Jarra Tell Morrath is an Earth girl, a girl whose immune system will only let her survive on Earth. Earth Star is the second volume of her adventures. In the first one, Earth Girl, she entered her freshman year of college in an archeology program for a university from off-Earth (all the first years of archeology programs are taught on Earth), but she didn’t tell her classmates that she is from Earth. She became the leader of her student dig team and coordinated a heroic rescue of the crew in a downed spaceship.

In this book, she and her crewmate/boyfriend Fian are activated by the military for first alien contact. They have an interesting time leading a civilian team of experts to discover information about the alien ship which is hovering over earth.

Jarra meets some of her extended family in this story and this will cause even more family issues with Fian’s family if they find out. The relationship between Jarra and Fian matures some in this book because Jarra is finally able to communicate some reasons for her opinions about some issues. They end up back on Earth at a dig site and have the usual hair-raising adventure against Mother Nature.

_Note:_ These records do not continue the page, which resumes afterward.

//! Partial-structure recovery for truncated responses.
//!
//! When the model runs out of output tokens the JSON document usually ends
//! in the middle of the last slide. Rather than give up on the whole
//! response, this scans the `slides` collection for complete `{ ... }`
//! objects, parses each one on its own, and drops the unterminated tail.

use crate::types::SlideRecord;
use crate::{Error, Result};
use serde_json::Value;

/// Key that introduces the slide collection.
const SLIDES_KEY: &str = "\"slides\"";

/// Records salvaged from a malformed response.
#[derive(Debug, Clone, PartialEq, Eq)]
pub struct Recovered {
    /// Accepted records in response order.
    pub records: Vec<SlideRecord>,

    /// Complete candidates that failed to parse or had no title.
    pub discarded: usize,
}

/// Recover every complete slide record from a sanitized response.
///
/// Fails when there is no `"slides"` key, no `[` after it, or no candidate
/// object survives parsing.
pub fn recover(text: &str) -> Result<Recovered> {
    let key_pos = text
        .find(SLIDES_KEY)
        .ok_or_else(|| Error::NoRecoverableSlides("response has no \"slides\" key".to_string()))?;

    let after_key = key_pos + SLIDES_KEY.len();
    let bracket_pos = text[after_key..]
        .find('[')
        .map(|offset| after_key + offset)
        .ok_or_else(|| {
            Error::NoRecoverableSlides("\"slides\" key is not followed by a list".to_string())
        })?;

    let mut records = Vec::new();
    let mut discarded = 0;

    for candidate in CandidateScanner::new(text, bracket_pos + 1) {
        match serde_json::from_str::<Value>(candidate)
            .ok()
            .as_ref()
            .and_then(SlideRecord::from_value)
        {
            Some(record) => records.push(record),
            None => {
                log::debug!("Discarding unusable slide candidate ({} bytes)", candidate.len());
                discarded += 1;
            }
        }
    }

    if records.is_empty() {
        return Err(Error::NoRecoverableSlides(format!(
            "none of {} candidate records had a usable title",
            discarded
        )));
    }

    Ok(Recovered { records, discarded })
}

/// Yields each balanced top-level `{ ... }` span found after `start`.
///
/// Braces inside string literals are ignored, including after escaped
/// quotes. A closing brace with no open object is skipped. An object that
/// is still open when the text ends is never yielded.
pub struct CandidateScanner<'a> {
    text: &'a str,
    pos: usize,
}

impl<'a> CandidateScanner<'a> {
    /// Start scanning `text` at byte offset `start`.
    pub fn new(text: &'a str, start: usize) -> Self {
        Self {
            text,
            pos: start.min(text.len()),
        }
    }
}

impl<'a> Iterator for CandidateScanner<'a> {
    type Item = &'a str;

    fn next(&mut self) -> Option<&'a str> {
        // All delimiters are ASCII, so byte offsets are always char boundaries.
        let bytes = self.text.as_bytes();
        let mut depth = 0usize;
        let mut start = None;
        let mut in_string = false;
        let mut escaped = false;

        while self.pos < bytes.len() {
            let i = self.pos;
            self.pos += 1;

            let b = bytes[i];
            if in_string {
                if escaped {
                    escaped = false;
                } else if b == b'\\' {
                    escaped = true;
                } else if b == b'"' {
                    in_string = false;
                }
                continue;
            }

            match b {
                b'"' => in_string = true,
                b'{' => {
                    if depth == 0 {
                        start = Some(i);
                    }
                    depth += 1;
                }
                b'}' => {
                    if depth == 0 {
                        continue;
                    }
                    depth -= 1;
                    if depth == 0 {
                        if let Some(s) = start.take() {
                            return Some(&self.text[s..=i]);
                        }
                    }
                }
                _ => {}
            }
        }

        None
    }
}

The semi-destroyed Earth is a very interesting setting for a book, particularly when you have different groups of humans from off-world all having different cultures, but Earth basically not having enough people for a normal culture. It works out to be that the Earth girl is like an alien to the other humans and humans from different areas are alien to each other. Personal space, nudity and sexual taboos are some of the most obvious differences. Luckily for Jarra, her boyfriend Fian’s behavior doesn’t match the norm for his very standoffish Deltan culture.

The teenagers in love are handled very well and are realistic for their ages (college students). The relationships with older adults are varied, with not every adult being thrilled to take input or orders from a teenager, even if she is knowledgeable. In my experience this is much like the reception women get now in some professional settings so it seems realistic for future teens.

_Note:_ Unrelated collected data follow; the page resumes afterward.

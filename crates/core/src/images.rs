//! Planning of per-slide photo lookups.
//!
//! The actual image services live outside this crate behind [`ImageProvider`].
//! Searches are counted through a [`SearchCounter`] the caller owns and
//! passes in, so separate generation runs never share a tally by accident.

use crate::types::SlideDraft;
use std::sync::atomic::{AtomicUsize, Ordering};

/// Payloads this small are error pages or placeholders, not photos.
pub const MIN_IMAGE_BYTES: usize = 5000;

/// A source of stock photos.
pub trait ImageProvider {
    /// Short name for logs.
    fn name(&self) -> &str;

    /// Look up one photo for a search phrase.
    fn fetch(&self, query: &str) -> Option<Vec<u8>>;
}

/// Thread-safe tally of searches performed.
#[derive(Debug, Default)]
pub struct SearchCounter {
    count: AtomicUsize,
}

impl SearchCounter {
    pub fn new() -> Self {
        Self::default()
    }

    pub fn record(&self) {
        self.count.fetch_add(1, Ordering::Relaxed);
    }

    pub fn get(&self) -> usize {
        self.count.load(Ordering::Relaxed)
    }
}

/// Whether the slide at `index` gets a photo. The title slide does not.
pub fn wants_image(index: usize) -> bool {
    index > 0
}

/// Search phrases for a slide, best first, without blanks or repeats.
pub fn search_terms<'a>(slide: &'a SlideDraft, topic: &'a str) -> Vec<&'a str> {
    let mut terms: Vec<&str> = Vec::with_capacity(3);
    for term in [slide.image_prompt.as_str(), slide.title.as_str(), topic] {
        let term = term.trim();
        if !term.is_empty() && !terms.iter().any(|t| t.eq_ignore_ascii_case(term)) {
            terms.push(term);
        }
    }
    terms
}

/// Find a photo for a slide.
///
/// Tries each search term against each provider in order and returns the
/// first payload larger than [`MIN_IMAGE_BYTES`]. Every attempt is recorded
/// on `counter`.
pub fn find_slide_image(
    providers: &[&dyn ImageProvider],
    counter: &SearchCounter,
    topic: &str,
    slide: &SlideDraft,
) -> Option<Vec<u8>> {
    for term in search_terms(slide, topic) {
        for provider in providers {
            counter.record();
            match provider.fetch(term) {
                Some(bytes) if bytes.len() > MIN_IMAGE_BYTES => {
                    log::debug!("{} found an image for {:?}", provider.name(), term);
                    return Some(bytes);
                }
                Some(bytes) => {
                    log::debug!(
                        "{} returned {} bytes for {:?}, too small",
                        provider.name(),
                        bytes.len(),
                        term
                    );
                }
                None => {}
            }
        }
    }

    log::debug!("No image found for slide {:?}", slide.title);
    None
}

#[cfg(test)]
mod tests {
    use super::*;
    use std::cell::RefCell;

    /// Serves fixed-size payloads for known queries and logs every lookup.
    struct FakeProvider {
        name: &'static str,
        hits: Vec<(&'static str, usize)>,
        seen: RefCell<Vec<String>>,
    }

    impl FakeProvider {
        fn new(name: &'static str, hits: Vec<(&'static str, usize)>) -> Self {
            Self {
                name,
                hits,
                seen: RefCell::new(Vec::new()),
            }
        }
    }

    impl ImageProvider for FakeProvider {
        fn name(&self) -> &str {
            self.name
        }

        fn fetch(&self, query: &str) -> Option<Vec<u8>> {
            self.seen.borrow_mut().push(query.to_string());
            self.hits
                .iter()
                .find(|(q, _)| *q == query)
                .map(|(_, size)| vec![0u8; *size])
        }
    }

    fn slide(title: &str, prompt: &str) -> SlideDraft {
        SlideDraft {
            image_prompt: prompt.to_string(),
            ..SlideDraft::titled(title)
        }
    }

    #[test]
    fn test_search_terms_order_and_dedup() {
        let s = slide("Solar Power", "solar panels on roof");
        assert_eq!(
            search_terms(&s, "Energy"),
            vec!["solar panels on roof", "Solar Power", "Energy"]
        );

        let s = SlideDraft::titled("Energy");
        assert_eq!(search_terms(&s, " energy "), vec!["Energy"]);
    }

    #[test]
    fn test_image_prompt_searched_before_title_and_topic() {
        let s = slide("Title", "p");
        assert_eq!(search_terms(&s, "Topic"), vec!["p", "Title", "Topic"]);

        let provider = FakeProvider::new("a", vec![]);
        find_slide_image(&[&provider], &SearchCounter::new(), "Topic", &s);
        assert_eq!(*provider.seen.borrow(), vec!["p", "Title", "Topic"]);
    }

    #[test]
    fn test_first_provider_hit_wins() {
        let google = FakeProvider::new("google", vec![("Solar Power", 8000)]);
        let unsplash = FakeProvider::new("unsplash", vec![("solar panels", 9000)]);
        let counter = SearchCounter::new();

        let image = find_slide_image(
            &[&google, &unsplash],
            &counter,
            "Energy",
            &slide("Solar Power", "solar panels"),
        )
        .unwrap();

        assert_eq!(image.len(), 9000);
        assert_eq!(counter.get(), 2);
        assert_eq!(*google.seen.borrow(), vec!["solar panels"]);
    }

    #[test]
    fn test_small_payloads_are_skipped() {
        let provider = FakeProvider::new("google", vec![("solar panels", 100), ("Energy", 6000)]);
        let counter = SearchCounter::new();

        let image = find_slide_image(
            &[&provider],
            &counter,
            "Energy",
            &slide("Solar Power", "solar panels"),
        )
        .unwrap();

        assert_eq!(image.len(), 6000);
        assert_eq!(counter.get(), 3);
    }

    #[test]
    fn test_no_image_counts_every_attempt() {
        let a = FakeProvider::new("a", vec![]);
        let b = FakeProvider::new("b", vec![]);
        let counter = SearchCounter::new();

        let image = find_slide_image(&[&a, &b], &counter, "Topic", &slide("Title", "prompt"));

        assert!(image.is_none());
        assert_eq!(counter.get(), 6);
    }

    #[test]
    fn test_counter_is_shared_across_slides() {
        let provider = FakeProvider::new("a", vec![]);
        let counter = SearchCounter::new();

        find_slide_image(&[&provider], &counter, "", &SlideDraft::titled("One"));
        find_slide_image(&[&provider], &counter, "", &SlideDraft::titled("Two"));

        assert_eq!(counter.get(), 2);
    }

    #[test]
    fn test_title_slide_has_no_image() {
        assert!(!wants_image(0));
        assert!(wants_image(1));
    }
}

I really like the futuristic archaeology technology. As an engineer who took her humanities credits in art history and archaeology, I found it fascinating. This is an area of future tech which has been rarely explored in science fiction and it certainly makes this adventure series stand out from others, even those under general SF instead of YA SF. This is definitely a series which could be enjoyed by all ages. It is my favorite SF adventure series so far this year.

Volume 3, entitled Earth Flight, is scheduled for release in 2015.